Frankie and Johnny in the Clair de Lune opens with the title characters – played by Audra McDonald and Michael Shannon – engaged in the kind of sex that only seems possible between strangers. We get a sense of abandon, awe and the thrill of the unknown before any words are spoken. It’s only when the lights come up and their clothes are back on that the lovers begin revealing themselves.
Terrence McNally’s 1987 two-hander is a chamber duet, though in director Arin Arbus’ revival this intimate study has been enlarged to accommodate its bankable stars.
Girl meets boy at work – a short-order diner – agrees to go on a date and they go back to her place. Then boy, well, he goes through her things, refuses to leave, and eventually convinces her they’re meant to be.

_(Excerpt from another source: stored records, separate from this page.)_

//! 리뷰 서비스 모듈

pub mod review_service;

pub use review_service::*;
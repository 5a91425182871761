use std::path::PathBuf;
use std::time::Duration;
use thiserror::Error;

/// The classifier could not produce a label for a request.
#[derive(Debug, Error)]
pub enum ScoringError {
    #[error("scoring endpoint {endpoint} timed out after {}ms", .timeout.as_millis())]
    Timeout { endpoint: String, timeout: Duration },
    #[error("scoring endpoint {endpoint} is unavailable: {source}")]
    Unavailable {
        endpoint: String,
        #[source]
        source: reqwest::Error,
    },
    #[error("scoring endpoint {endpoint} answered with HTTP {status}")]
    Status { endpoint: String, status: u16 },
    #[error("scoring endpoint {endpoint} returned a malformed response: {detail}")]
    MalformedResponse { endpoint: String, detail: String },
    #[error("classifier expects {expected} features but the aligned vector has {actual}")]
    DimensionMismatch { expected: usize, actual: usize },
    #[error("classifier failed: {0}")]
    Classifier(String),
}

impl ScoringError {
    /// Whether another attempt could succeed.
    pub fn is_transient(&self) -> bool {
        match self {
            ScoringError::Timeout { .. } | ScoringError::Unavailable { .. } => true,
            ScoringError::Status { status, .. } => *status == 429 || *status >= 500,
            ScoringError::MalformedResponse { .. }
            | ScoringError::DimensionMismatch { .. }
            | ScoringError::Classifier(_) => false,
        }
    }

    /// Whether the failure came from a remote collaborator.
    pub fn is_upstream(&self) -> bool {
        matches!(
            self,
            ScoringError::Timeout { .. }
                | ScoringError::Unavailable { .. }
                | ScoringError::Status { .. }
                | ScoringError::MalformedResponse { .. }
        )
    }
}

/// The local model artifact could not be loaded.
#[derive(Debug, Error)]
pub enum ModelError {
    #[error("model artifact {path} could not be read: {source}")]
    Io {
        path: PathBuf,
        source: std::io::Error,
    },
    #[error("model artifact is not valid JSON: {0}")]
    Decode(#[from] serde_json::Error),
    #[error("model artifact is invalid: {0}")]
    Invalid(String),
    #[error("could not build the scoring HTTP client: {0}")]
    Client(#[source] reqwest::Error),
}
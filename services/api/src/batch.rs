use churn_predictor::config::AppConfig;
use churn_predictor::error::AppError;
use churn_predictor::telemetry;
use churn_predictor::ChurnService;
use clap::Args;
use serde_json::{Map, Value};
use std::io::{Read, Write};
use std::path::PathBuf;

#[derive(Args, Debug)]
pub(crate) struct BatchArgs {
    /// CSV export whose header row names the 19 customer fields
    #[arg(long)]
    pub(crate) input: PathBuf,
}

pub(crate) async fn run_predict(args: BatchArgs) -> Result<(), AppError> {
    let service = load_service()?;
    let rows = read_rows(std::fs::File::open(&args.input)?)?;
    let scored = predict_rows(&service, &rows, &mut std::io::stdout()).await?;
    println!("\nScored {scored} of {} rows", rows.len());
    Ok(())
}

pub(crate) fn run_align(args: BatchArgs) -> Result<(), AppError> {
    let service = load_service()?;
    let rows = read_rows(std::fs::File::open(&args.input)?)?;
    align_rows(&service, &rows, &mut std::io::stdout())?;
    Ok(())
}

/// Writes one verdict line per row and returns how many rows were scored.
/// Rows that fail validation are reported and skipped; scoring failures abort.
pub(crate) async fn predict_rows<W: Write>(
    service: &ChurnService,
    rows: &[Value],
    out: &mut W,
) -> Result<usize, AppError> {
    let mut scored = 0usize;
    for (index, row) in rows.iter().enumerate() {
        match service.predict_json(row).await {
            Ok(verdict) => {
                scored += 1;
                writeln!(
                    out,
                    "row {}: {} ({})",
                    index + 1,
                    verdict.message(),
                    verdict.confidence_label()
                )?;
            }
            Err(err @ AppError::Validation(_)) => {
                writeln!(out, "row {}: skipped: {err}", index + 1)?
            }
            Err(err) => return Err(err),
        }
    }
    Ok(scored)
}

/// Writes each aligned vector as one JSON line and returns how many rows
/// were aligned.
pub(crate) fn align_rows<W: Write>(
    service: &ChurnService,
    rows: &[Value],
    out: &mut W,
) -> Result<usize, AppError> {
    let mut aligned = 0usize;
    for (index, row) in rows.iter().enumerate() {
        match service.align_json(row) {
            Ok(vector) => {
                aligned += 1;
                let rendered = serde_json::to_string(&vector).map_err(std::io::Error::from)?;
                writeln!(out, "{rendered}")?;
            }
            Err(err) => writeln!(out, "row {}: skipped: {err}", index + 1)?,
        }
    }
    Ok(aligned)
}

fn load_service() -> Result<ChurnService, AppError> {
    let config = AppConfig::load()?;
    telemetry::init(&config.telemetry)?;
    ChurnService::from_config(&config.features, &config.scoring)
}

/// Each row becomes a JSON object of string cells keyed by header, the same
/// shape the web form posts.
pub(crate) fn read_rows<R: Read>(reader: R) -> Result<Vec<Value>, AppError> {
    let mut csv_reader = csv::ReaderBuilder::new().trim(csv::Trim::Headers).from_reader(reader);
    let headers = csv_reader.headers().map_err(std::io::Error::from)?.clone();

    let mut rows = Vec::new();
    for record in csv_reader.records() {
        let record = record.map_err(std::io::Error::from)?;
        let object: Map<String, Value> = headers
            .iter()
            .zip(record.iter())
            .map(|(header, cell)| (header.to_string(), Value::String(cell.to_string())))
            .collect();
        rows.push(Value::Object(object));
    }
    Ok(rows)
}

#[cfg(test)]
mod tests {
    use super::*;
    use churn_predictor::features::{AlignmentMode, FeatureAligner, FeatureSchema, RawRecord};
    use churn_predictor::prediction::{ClassOutput, Classifier, PredictionInvoker, ScoringError};
    use std::sync::Arc;

    /// Churns whenever the first column is set.
    struct FirstColumnClassifier;

    impl Classifier for FirstColumnClassifier {
        fn classify(&self, features: &[f64]) -> Result<ClassOutput, ScoringError> {
            let churn = features.first().copied() == Some(1.0);
            Ok(ClassOutput {
                label: i64::from(churn),
                churn_probability: Some(if churn { 0.8 } else { 0.25 }),
            })
        }
    }

    fn service() -> ChurnService {
        let schema = FeatureSchema::from_columns([
            "Contract_Month-to-month",
            "Contract_Two year",
            "tenure_group_1 - 12",
        ])
        .expect("valid schema");
        ChurnService::new(
            FeatureAligner::new(Arc::new(schema), AlignmentMode::OneHot),
            PredictionInvoker::local(Arc::new(FirstColumnClassifier)),
        )
    }

    const EXPORT: &str = "customerID,SeniorCitizen,MonthlyCharges,TotalCharges,gender,Partner,Dependents,PhoneService,MultipleLines,InternetService,OnlineSecurity,OnlineBackup,DeviceProtection,TechSupport,StreamingTV,StreamingMovies,Contract,PaperlessBilling,PaymentMethod,tenure
7590-VHVEG,0,29.85,29.85,Female,Yes,No,No,No phone service,DSL,No,Yes,No,No,No,No,Month-to-month,Yes,Electronic check,1
4472-LVYGI,0,52.55, ,Female,Yes,Yes,No,No phone service,DSL,Yes,No,Yes,Yes,Yes,No,Two year,Yes,Bank transfer (automatic),0
";

    #[test]
    fn rows_decode_into_validatable_records() {
        let rows = read_rows(EXPORT.as_bytes()).expect("csv parses");
        assert_eq!(rows.len(), 2);
        assert_eq!(rows[0]["customerID"], "7590-VHVEG");

        let record = RawRecord::from_json(&rows[0]).expect("first row valid");
        assert_eq!(record.tenure, 1);
        assert_eq!(record.total_charges, 29.85);
    }

    #[test]
    fn blank_total_charges_rows_fail_validation() {
        let rows = read_rows(EXPORT.as_bytes()).expect("csv parses");
        let err = RawRecord::from_json(&rows[1]).expect_err("blank charges");
        assert_eq!(err.fields(), vec!["TotalCharges"]);
    }

    #[tokio::test]
    async fn predict_rows_scores_valid_rows_and_reports_skips() {
        let rows = read_rows(EXPORT.as_bytes()).expect("csv parses");
        let mut out = Vec::new();

        let scored = predict_rows(&service(), &rows, &mut out)
            .await
            .expect("batch scores");

        assert_eq!(scored, 1);
        let text = String::from_utf8(out).expect("utf8 output");
        let lines: Vec<&str> = text.lines().collect();
        assert_eq!(
            lines[0],
            "row 1: This customer is likely to be churned!! (Confidence: 80.00)"
        );
        assert!(lines[1].starts_with("row 2: skipped: Missing or invalid input: "));
        assert!(lines[1].contains("TotalCharges"));
    }

    #[test]
    fn align_rows_emits_one_json_vector_per_valid_row() {
        let rows = read_rows(EXPORT.as_bytes()).expect("csv parses");
        let mut out = Vec::new();

        let aligned = align_rows(&service(), &rows, &mut out).expect("batch aligns");

        assert_eq!(aligned, 1);
        let text = String::from_utf8(out).expect("utf8 output");
        let mut lines = text.lines();
        let vector: Value =
            serde_json::from_str(lines.next().expect("vector line")).expect("json vector");
        assert_eq!(vector["values"], serde_json::json!([1, 0, 1]));
        assert_eq!(vector["degraded"], false);
        assert!(lines
            .next()
            .expect("skip line")
            .starts_with("row 2: skipped: "));
    }
}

Over the course of the night we’re presented with variations on a single conversation — is he unhinged? Can they trust each other? Gradually, emotional intimacy catches up with the physical connection.
While the central romance proves primal, it’s still essentially of its time. Though Arbus finesses some of the play’s more cringeworthy turns, 30 years of evolution in gender politics haven’t exactly been kind to it. In a post-Sex and the City Manhattan, McNally’s one-window-among-many exploration of urban coupling – made literal in Riccardo Hernández’s set – feels less groundbreaking than it once did.
But there’s still ample material here for McDonald and Shannon. Both performers forge flesh-and-blood, convincingly ordinary characters, capturing their weary, troubled psyches and their glimmer of hope at meeting a kindred spirit.
Together they turn their unlikely chemistry into something electric, and in doing so reanimate material that may otherwise have felt near its expiration date.